* Work required
Filter the records below and copy every line containing the word "struct".

* Provided data
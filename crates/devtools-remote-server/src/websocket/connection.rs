//! WebSocket connection state plus the reader/writer halves shared by both
//! channel kinds.

use std::sync::Arc;
use std::sync::atomic::{AtomicBool, AtomicU64, Ordering};
use std::time::{Duration, Instant};

use axum::extract::ws::{CloseFrame, Message, WebSocket};
use devtools_remote_core::{CloseReason, ConnectionId, FrameSink};
use futures::stream::{SplitSink, SplitStream};
use futures::{SinkExt, StreamExt};
use metrics::{counter, gauge, histogram};
use parking_lot::Mutex;
use tokio::sync::mpsc;
use tokio::task::JoinHandle;
use tokio_util::sync::{CancellationToken, WaitForCancellationFuture};
use tracing::{debug, warn};

use crate::config::ServerConfig;
use crate::metrics::{
    WS_CONNECTION_DURATION_SECONDS, WS_CONNECTIONS_ACTIVE, WS_CONNECTIONS_TOTAL,
    WS_DISCONNECTIONS_TOTAL, WS_PING_TIMEOUTS_TOTAL, WS_SEND_QUEUE_DROPS_TOTAL,
};
use crate::shutdown::ConnectionGuard;

/// How long to wait for the writer to flush the close frame.
const WRITER_FLUSH_TIMEOUT: Duration = Duration::from_secs(2);

/// Which side of a session a connection serves.
#[derive(Clone, Copy, Debug, PartialEq, Eq)]
pub enum ChannelKind {
    /// Instrumented client announcing targets.
    Control,
    /// Debugger frontend speaking the wire protocol.
    Data,
}

impl ChannelKind {
    /// Metric/log label.
    pub fn as_str(self) -> &'static str {
        match self {
            Self::Control => "control",
            Self::Data => "data",
        }
    }
}

/// Ping cadence and liveness deadline.
#[derive(Clone, Copy, Debug)]
pub struct Keepalive {
    /// Interval between server-initiated Ping frames.
    pub interval: Duration,
    /// Close after this long without a pong or any inbound frame.
    pub timeout: Duration,
}

impl Keepalive {
    /// Keepalive settings from server config.
    pub fn from_config(config: &ServerConfig) -> Self {
        Self {
            interval: config.ping_interval(),
            timeout: config.pong_timeout(),
        }
    }
}

/// One connected WebSocket, exposed to the relay as a [`FrameSink`].
pub struct ChannelConnection {
    id: ConnectionId,
    kind: ChannelKind,
    /// Send channel to the connection's write task.
    tx: mpsc::Sender<Arc<str>>,
    /// When this connection was established.
    connected_at: Instant,
    /// Whether the peer has shown activity since the last ping tick.
    is_alive: AtomicBool,
    /// When the last pong (or any inbound frame) arrived.
    last_pong: Mutex<Instant>,
    /// Frames dropped because the queue was full or closed.
    dropped_messages: AtomicU64,
    close_reason: Mutex<Option<CloseReason>>,
    closed: CancellationToken,
}

impl ChannelConnection {
    /// Create a new connection feeding `tx`.
    pub fn new(kind: ChannelKind, tx: mpsc::Sender<Arc<str>>) -> Self {
        let now = Instant::now();
        Self {
            id: ConnectionId::new(),
            kind,
            tx,
            connected_at: now,
            is_alive: AtomicBool::new(true),
            last_pong: Mutex::new(now),
            dropped_messages: AtomicU64::new(0),
            close_reason: Mutex::new(None),
            closed: CancellationToken::new(),
        }
    }

    /// Connection id.
    pub fn connection_id(&self) -> &ConnectionId {
        &self.id
    }

    /// Channel kind.
    pub fn kind(&self) -> ChannelKind {
        self.kind
    }

    /// Mark the connection as alive (pong or frame received).
    pub fn mark_alive(&self) {
        self.is_alive.store(true, Ordering::Relaxed);
        *self.last_pong.lock() = Instant::now();
    }

    /// Duration since the last pong (or connection establishment).
    pub fn last_pong_elapsed(&self) -> Duration {
        self.last_pong.lock().elapsed()
    }

    /// Check and reset the alive flag.
    ///
    /// Returns `true` if the connection was alive since the last check.
    pub fn check_alive(&self) -> bool {
        self.is_alive.swap(false, Ordering::Relaxed)
    }

    /// Total messages dropped for this connection.
    pub fn drop_count(&self) -> u64 {
        self.dropped_messages.load(Ordering::Relaxed)
    }

    /// Connection age.
    pub fn age(&self) -> Duration {
        self.connected_at.elapsed()
    }

    /// Reason passed to the first [`FrameSink::close`] call.
    pub fn close_reason(&self) -> Option<CloseReason> {
        *self.close_reason.lock()
    }

    /// Whether a close has been requested.
    pub fn is_closed(&self) -> bool {
        self.closed.is_cancelled()
    }

    /// Resolves once a close has been requested.
    pub fn closed(&self) -> WaitForCancellationFuture<'_> {
        self.closed.cancelled()
    }
}

impl FrameSink for ChannelConnection {
    fn id(&self) -> &str {
        self.id.as_str()
    }

    fn send(&self, frame: Arc<str>) -> bool {
        if !self.is_closed() && self.tx.try_send(frame).is_ok() {
            return true;
        }
        let _ = self.dropped_messages.fetch_add(1, Ordering::Relaxed);
        counter!(WS_SEND_QUEUE_DROPS_TOTAL, "channel" => self.kind.as_str()).increment(1);
        false
    }

    fn close(&self, reason: CloseReason) {
        {
            let mut slot = self.close_reason.lock();
            if slot.is_none() {
                *slot = Some(reason);
            }
        }
        self.closed.cancel();
    }
}

/// A live WebSocket: shared connection state, the inbound half, and the
/// spawned writer task.
pub(crate) struct Channel {
    conn: Arc<ChannelConnection>,
    reader: SplitStream<WebSocket>,
    writer: JoinHandle<()>,
    _guard: ConnectionGuard,
}

impl Channel {
    /// Split `ws`, spawn its writer and start counting it as live.
    pub(crate) fn open(
        ws: WebSocket,
        kind: ChannelKind,
        queue_capacity: usize,
        keepalive: Keepalive,
        guard: ConnectionGuard,
    ) -> Self {
        let (ws_tx, reader) = ws.split();
        let (tx, rx) = mpsc::channel(queue_capacity.max(1));
        let conn = Arc::new(ChannelConnection::new(kind, tx));
        let writer = tokio::spawn(run_writer(ws_tx, rx, Arc::clone(&conn), keepalive));

        counter!(WS_CONNECTIONS_TOTAL, "channel" => kind.as_str()).increment(1);
        gauge!(WS_CONNECTIONS_ACTIVE, "channel" => kind.as_str()).increment(1.0);

        Self {
            conn,
            reader,
            writer,
            _guard: guard,
        }
    }

    pub(crate) fn connection(&self) -> &Arc<ChannelConnection> {
        &self.conn
    }

    /// The connection as a type-erased sink.
    pub(crate) fn sink(&self) -> Arc<dyn FrameSink> {
        self.conn.clone()
    }

    /// Next inbound text frame, or `None` once the connection is done.
    ///
    /// Binary frames holding UTF-8 are treated as text. Returns `None` on
    /// peer close, transport error, a requested close, or server shutdown.
    pub(crate) async fn next_text(&mut self, shutdown: &CancellationToken) -> Option<String> {
        let conn_id = self.conn.id.as_str();
        loop {
            let msg = tokio::select! {
                biased;
                () = self.conn.closed() => return None,
                () = shutdown.cancelled() => {
                    self.conn.close(CloseReason::SHUTDOWN);
                    return None;
                }
                msg = self.reader.next() => msg,
            };

            match msg {
                None => {
                    debug!(conn_id, "stream ended");
                    return None;
                }
                Some(Err(e)) => {
                    warn!(conn_id, error = %e, "transport error");
                    return None;
                }
                Some(Ok(Message::Text(text))) => {
                    self.conn.mark_alive();
                    return Some(text.as_str().to_owned());
                }
                Some(Ok(Message::Binary(data))) => {
                    self.conn.mark_alive();
                    match String::from_utf8(data.to_vec()) {
                        Ok(text) => return Some(text),
                        Err(_) => debug!(conn_id, len = data.len(), "non-UTF8 binary frame"),
                    }
                }
                Some(Ok(Message::Close(frame))) => {
                    debug!(
                        conn_id,
                        code = frame.as_ref().map(|f| f.code),
                        "peer sent close frame"
                    );
                    return None;
                }
                Some(Ok(Message::Ping(_) | Message::Pong(_))) => self.conn.mark_alive(),
            }
        }
    }

    /// Close with `reason` (unless a reason was already set) and wait for the
    /// writer to flush the close frame.
    pub(crate) async fn finish(self, reason: CloseReason) {
        let Self {
            conn,
            writer,
            reader,
            _guard,
        } = self;
        conn.close(reason);
        drop(reader);

        let abort = writer.abort_handle();
        if tokio::time::timeout(WRITER_FLUSH_TIMEOUT, writer).await.is_err() {
            abort.abort();
        }

        let kind = conn.kind.as_str();
        counter!(WS_DISCONNECTIONS_TOTAL, "channel" => kind).increment(1);
        gauge!(WS_CONNECTIONS_ACTIVE, "channel" => kind).decrement(1.0);
        histogram!(WS_CONNECTION_DURATION_SECONDS, "channel" => kind)
            .record(conn.age().as_secs_f64());
        debug!(
            conn_id = conn.id.as_str(),
            dropped = conn.drop_count(),
            close_code = conn.close_reason().map(|r| r.code),
            "connection finished"
        );
    }
}

/// Forward queued frames to the socket and send periodic pings.
///
/// Ends when a close is requested (sending the close frame), when the peer
/// stops answering pings, or when the socket fails.
async fn run_writer(
    mut ws_tx: SplitSink<WebSocket, Message>,
    mut rx: mpsc::Receiver<Arc<str>>,
    conn: Arc<ChannelConnection>,
    keepalive: Keepalive,
) {
    let mut ping_interval = tokio::time::interval(keepalive.interval);
    // Skip the immediate first tick
    let _ = ping_interval.tick().await;

    loop {
        tokio::select! {
            biased;
            () = conn.closed() => break,
            msg = rx.recv() => {
                let Some(text) = msg else { break };
                if ws_tx.send(Message::Text(String::from(&*text).into())).await.is_err() {
                    break;
                }
            }
            _ = ping_interval.tick() => {
                if !conn.check_alive() && conn.last_pong_elapsed() > keepalive.timeout {
                    warn!(
                        conn_id = conn.id.as_str(),
                        "peer unresponsive for {:?}, disconnecting",
                        keepalive.timeout
                    );
                    counter!(WS_PING_TIMEOUTS_TOTAL, "channel" => conn.kind.as_str()).increment(1);
                    conn.close(CloseReason::UNRESPONSIVE);
                    break;
                }
                if ws_tx.send(Message::Ping(Vec::<u8>::new().into())).await.is_err() {
                    break;
                }
            }
        }
    }

    // Wakes the reader if the loop ended on a socket error.
    conn.close(CloseReason::NORMAL);
    let reason = conn.close_reason().unwrap_or(CloseReason::NORMAL);
    let frame = CloseFrame {
        code: reason.code,
        reason: reason.reason.to_string().into(),
    };
    let _ = ws_tx.send(Message::Close(Some(frame))).await;
    let _ = ws_tx.close().await;
}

* Answer to this task
pub struct Keepalive {
pub struct ChannelConnection {
pub(crate) struct Channel {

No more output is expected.